Avez-vous déjà vu la Cachalotte de Genève ?

Par Julie Fievez

Une critique sur le spectacle :

Cachalotte / Création du collectif Ouinch Ouinch / Festival Emergentia – Genève / du 1-12 novembre / Plus d’infos.

© GregoryBatardon

Dans l’obscurité de novembre, un groupe déambule dans le quartier de Carouge à Genève. Il s’arrête aux bords du lac, dans un silence recueilli. Une lumière bleue éclaire le fond de l’eau. C’est la scène qu’observe un badaud de l’autre côté, interloqué par ce spectacle inhabituel. Pourtant, dans le groupe, la surprise a laissé place à l’émotion et à l’unité. A travers cette déambulation poético-spectaculaire, le collectif Ouinch-Ouinch propose une épopée écologique aux élans de manifeste burlesque.

Sur la Place de l’Octroi, non loin de l’Abri Carouge, un groupe est réuni. Il fait déjà noir, le froid automnal se fait sentir. Ils sont quatre, habillés de gilets orange fluo et d’un masque de plongée lumineux : leur arrivée marque le début du spectacle. Ils nous interpellent, réchauffent directement l’atmosphère : on va bouger, rire, chanter même. Ils nous donnent les consignes pour mener à bien l’aventure, celle de retrouver la Cachalotte. Au centre d’un cercle qui s’est rapidement constitué, ils tournent sur eux-mêmes, à en donner le mal de mer. Cela tombe bien, c’est l’objet du spectacle. En effet, sous une forme aux apparences épiques, les spectateur.rice.s sont amené.e.s à prendre part à la quête de la Cachalotte. A travers des chants – ou plutôt des cris – entamés ensemble ou encore par le format de la marche, chacun.e fait partie intégrante du spectacle. Comme dans l’épopée, l’ensemble des participant.e.s se sent concerné par ce qui est en train de se jouer : un récit se tisse au fur et à mesure des rires et des regards échangés. Mais au-delà, c’est l’environnement immédiat qui est sollicité puisque la marche permet d’activer différents sens pour aller à la rencontre du monde extérieur. Le spectacle lui attribue un langage que les spectateur.rice.s doivent tenter de déchiffrer. Comme le public, la ville – et ses différents passants – jouent donc un rôle actif dans la composition du spectacle.

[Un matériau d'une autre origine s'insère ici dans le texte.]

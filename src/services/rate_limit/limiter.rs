//! Fixed-window "touch-and-get" limiter.
//!
//! Every touch consumes one unit and reports the resulting bucket. The limiter
//! observes and reports; it never rejects or delays the caller.
use std::{sync::Arc, time::Duration};
use tracing::debug;

use crate::services::{
    cache::CacheResult,
    clock::Clock,
    hooks::{self, Hooks, RequestMeta},
    rate_limit::{BucketStore, Identity, RateBucket, locks::KeyedLocks},
};

pub const DEFAULT_RATE_LIMIT: u32 = 120;
pub const DEFAULT_RATE_WINDOW_SECONDS: u64 = 600;

#[derive(Debug, Clone, Copy, PartialEq, Eq)]
pub struct RatePolicy {
    pub limit: u32,
    pub window_seconds: u64,
}

impl Default for RatePolicy {
    fn default() -> Self {
        Self {
            limit: DEFAULT_RATE_LIMIT,
            window_seconds: DEFAULT_RATE_WINDOW_SECONDS,
        }
    }
}

pub struct RateLimiter {
    store: Arc<dyn BucketStore>,
    clock: Arc<dyn Clock>,
    policy: RatePolicy,
    hooks: Hooks,
    prefix: String,
    locks: KeyedLocks,
}

impl RateLimiter {
    pub fn new(
        store: Arc<dyn BucketStore>,
        clock: Arc<dyn Clock>,
        policy: RatePolicy,
        hooks: Hooks,
        prefix: impl Into<String>,
    ) -> Self {
        Self {
            store,
            clock,
            policy,
            hooks,
            prefix: prefix.into(),
            locks: KeyedLocks::default(),
        }
    }

    pub fn bucket_key(&self, identity: &Identity) -> String {
        format!("{}:rl:{}", self.prefix, identity.bucket_suffix())
    }

    /// Consume one unit for `identity` and return the bucket after the decrement.
    ///
    /// Concurrent touches on one key are serialized; the read, decrement and
    /// write happen under the key's lock.
    pub async fn touch(&self, identity: &Identity, meta: &RequestMeta) -> CacheResult<RateBucket> {
        let limit = hooks::apply(self.hooks.rate_limit.as_ref(), self.policy.limit, meta);
        let window = hooks::apply(
            self.hooks.rate_window.as_ref(),
            self.policy.window_seconds,
            meta,
        )
        .max(1);

        let key = self.bucket_key(identity);
        let _guard = self.locks.lock(&key).await;
        let now = self.clock.now();
        let fresh_reset = now.saturating_add(i64::try_from(window).unwrap_or(i64::MAX));

        let bucket = match self.store.get(&key).await? {
            // A stored reset beyond one window from now is corrupt; cap it.
            Some(prev) if now < prev.reset_at => RateBucket {
                limit,
                remaining: prev.remaining.min(limit),
                reset_at: prev.reset_at.min(fresh_reset),
            },
            _ => RateBucket {
                limit,
                remaining: limit,
                reset_at: fresh_reset,
            },
        };
        let bucket = RateBucket {
            remaining: bucket.remaining.saturating_sub(1),
            ..bucket
        };

        // Storage self-expires at the window boundary.
        let ttl = Duration::from_secs(u64::try_from(bucket.reset_at - now).unwrap_or(1).max(1));
        self.store.set(&key, &bucket, ttl).await?;

        debug!(
            identity = identity.kind(),
            limit = bucket.limit,
            remaining = bucket.remaining,
            reset_at = bucket.reset_at,
            "rate bucket touched"
        );
        Ok(bucket)
    }
}
//! Bearer token extraction from request headers.
use axum::http::{HeaderMap, HeaderName, header};

use super::Token;

/// Server-apparatus variant of the credential header (CGI-style fronts).
pub const APPARATUS_AUTHORIZATION: &str = "x-http-authorization";
/// Credential forwarded by a reverse proxy that strips `Authorization`.
pub const FORWARDED_AUTHORIZATION: &str = "x-forwarded-authorization";
/// Credential re-attached by a proxy after an internal redirect.
pub const REDIRECT_AUTHORIZATION: &str = "x-redirect-http-authorization";

/// Parse `Bearer <token>` (scheme case-insensitive, surrounding whitespace ignored).
pub fn parse_bearer(value: &str) -> Option<Token> {
    let (scheme, rest) = value.trim().split_once(char::is_whitespace)?;
    if !scheme.eq_ignore_ascii_case("bearer") {
        return None;
    }

    let token = rest.trim();
    if token.is_empty() {
        return None;
    }
    Some(Token::new(token))
}

/// Outcome of probing every credential header source.
#[derive(Debug, Clone, PartialEq, Eq)]
pub enum Lookup {
    Found(Token),
    // At least one source carried a value, none of them parsed.
    Malformed,
    Absent,
}

/// Ordered list of headers that may carry the bearer credential.
#[derive(Debug, Clone)]
pub struct HeaderSources {
    sources: Vec<HeaderName>,
}

impl Default for HeaderSources {
    fn default() -> Self {
        Self::new(vec![
            header::AUTHORIZATION,
            HeaderName::from_static(APPARATUS_AUTHORIZATION),
            HeaderName::from_static(FORWARDED_AUTHORIZATION),
            HeaderName::from_static(REDIRECT_AUTHORIZATION),
        ])
    }
}

impl HeaderSources {
    pub fn new(sources: Vec<HeaderName>) -> Self {
        Self { sources }
    }

    /// The first source that yields a parsable token wins.
    pub fn lookup(&self, headers: &HeaderMap) -> Lookup {
        let mut seen = false;

        for name in &self.sources {
            let Some(value) = headers.get(name) else {
                continue;
            };
            let Ok(value) = value.to_str() else {
                seen = true;
                continue;
            };
            if value.trim().is_empty() {
                continue;
            }

            seen = true;
            if let Some(token) = parse_bearer(value) {
                return Lookup::Found(token);
            }
        }

        if seen { Lookup::Malformed } else { Lookup::Absent }
    }
}
/*
 * Responsibility
 * - v1 の公開ポイント (routes() の re-export など)
 */
pub mod extractors;
pub mod handlers;
mod routes;

pub use routes::routes;
pub mod client;
pub mod memory;
pub mod valkey;

pub use client::{CacheClient, CacheError, CacheResult};
pub use memory::MemoryCache;
pub use valkey::ValkeyClient;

Au-delà du mouvement naturel d’un groupe qui avance, la scénographie s’appuie sur différents éléments pour donner l’impression d’embarquer – au sens littéral et figuré du terme. Un caisson d’eau éclairé de teintes violettes sur lequel trône fièrement un mât fait office de navire. Sa voile bleue s’étend au-dessus des participant.e.s et ses mouvements donnent l’impression d’une tempête : le bateau de fortune tangue et les esprits chavirent, emportés par les chants, dans cette odyssée moderne. Une fois arrivé à bon port, le groupe découvre la Cachalotte, sorte de ballon gonflable. Mais son apparition est de courte durée. Un réel sentiment de tristesse apparait alors que la petite troupe donne le corps dégonflé à quelques participant.e.s. Le cortège jusque là joyeux, ludique prend une autre tournure. Ce qui ressemblait à une expédition devient un cortège funéraire ; le bateau, un cercueil. L’aventure, celle du deuil de notre monde. L’opposition entre la scène d’ouverture et celle qui clôture le spectacle démontre de la fatalité écologique de laquelle les joyeux lurons semblent conscients : la disparition de milliers d’espèces, de la richesse de la faune et la flore pour satisfaire les désirs d’exploration et de prédation d’une partie de l’humanité.

Le spectacle semble, en effet, prendre le contre-pied d’une quête héroïque, guerrière, pour lui préférer une logique de préservation, de recueillement selon la théorie féministe d’Ursula Le Guin. L’humain lui-même est destitué de son héroïsme : les costumes donnent à voir des hommes et des femmes de plus en plus simplement vêtus, passant d’une veste matelassée à un simple collant noir. En ce sens, ils renouent avec leurs origines animales, dans ce cas-ci, aquatiques. De même, le spectacle retravaille les codes de l’épopée puisque ce n’est plus un personnage mythique qui est mis en valeur mais bien la relation qui se crée entre les performeur.euse.s, le public et la nature. Aussi au lieu de proposer un récit fondateur d’une nation, objet de tant de destruction, le spectacle semble dénoncer, à la manière des codes carnavalesques, les rapports de domination et propose une autre logique faite d’harmonie et d’attention envers notre environnement.